In the months that followed, the number of documents continued to grow far beyond the original leak. Ultimately, SZ acquired about 2.6 terabytes of data, making the leak the biggest that journalists had ever worked with. The source wanted neither financial compensation nor anything else in return, apart from a few security measures.

Nowhere I’ve seen explains where this source got the documents.

For almost three years, we have openly debated what I consider a fair question: what was Edward Snowden’s motivation for stealing the NSA’s crown jewels and was any foreign country involved? People have also asked questions about how he accessed so much: Did he steal colleagues’ passwords? Did he join Booz Allen solely to be able to steal documents? I think the evidence supports an understanding that his motives were good and his current domicile an unfortunate outcome. And we know some details about how he managed to get what he did — but the key detail is that he was a Sysadmin in a location where insider detection systems were not yet implemented and credentials to have unaudited access to many of the documents he obtained. Those details are a key part of understanding some of the story behind his leaks (and how NSA and GCHQ are organized).
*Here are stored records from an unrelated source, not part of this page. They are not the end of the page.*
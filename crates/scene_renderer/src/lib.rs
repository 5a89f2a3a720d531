//! # Scene Renderer
//!
//! Vulkan rendering core for a fixed, shadow-lit scene: device memory pools,
//! a staging/upload pipeline, GPU resource objects, the swapchain frame
//! lifecycle and a two-pass (shadow depth + colour) command orchestrator.
//!
//! ## Layout
//!
//! - [`config`] / [`core`]: serializable renderer configuration
//! - [`foundation`]: logging setup
//! - [`render::backends::vulkan`]: everything that talks to the device
//!
//! Windowing, camera math and asset decoding live with the application; the
//! renderer consumes ready-made [`MeshData`], [`PixelData`] and a per-frame
//! [`SceneUniform`].

#![warn(missing_docs)]
#![warn(clippy::all, clippy::pedantic, clippy::nursery)]
#![allow(clippy::module_name_repetitions, clippy::similar_names, clippy::too_many_arguments)]

pub mod config;
pub mod core;
pub mod foundation;
pub mod render;

pub use render::backends::vulkan::{
    resources::mesh::MeshData,
    resources::texture::PixelData,
    resources::uniform::SceneUniform,
    scene::renderer::{FrameOutcome, SceneRenderer},
    VulkanContext, VulkanError, VulkanResult,
};

/// Commonly used types for applications driving the renderer
pub mod prelude {
    pub use crate::{
        core::config::{FrameConfig, MemoryConfig, RendererConfig, ShaderConfig, ShadowConfig, TextureEncoding},
        config::{Config, ConfigError},
        render::backends::vulkan::{
            initialization::surface::SurfaceSource,
            resources::mesh::MeshData,
            resources::texture::PixelData,
            resources::uniform::SceneUniform,
            scene::drawable::{DrawRole, Transform},
            scene::renderer::{FrameOutcome, SceneRenderer},
            state::swapchain::Swapchain,
            VulkanContext, VulkanError, VulkanResult,
        },
    };
}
Somehow, journalists aren’t asking such questions when it comes to this leak, the Unaoil leak that broke last week, or the leak of files on British Virgin Isles have activity a few years back (which, like this project, ICIJ also had a central role in). I’m sympathetic to the argument that IDing who stole these documents would put her or him in terrible danger (depending on who it is). But I also think this level of description the Intercept gave — in the first paragraph of a story about stolen recordings of jailhouse phone calls that revealed improper retention of attorney client conversations — would be useful.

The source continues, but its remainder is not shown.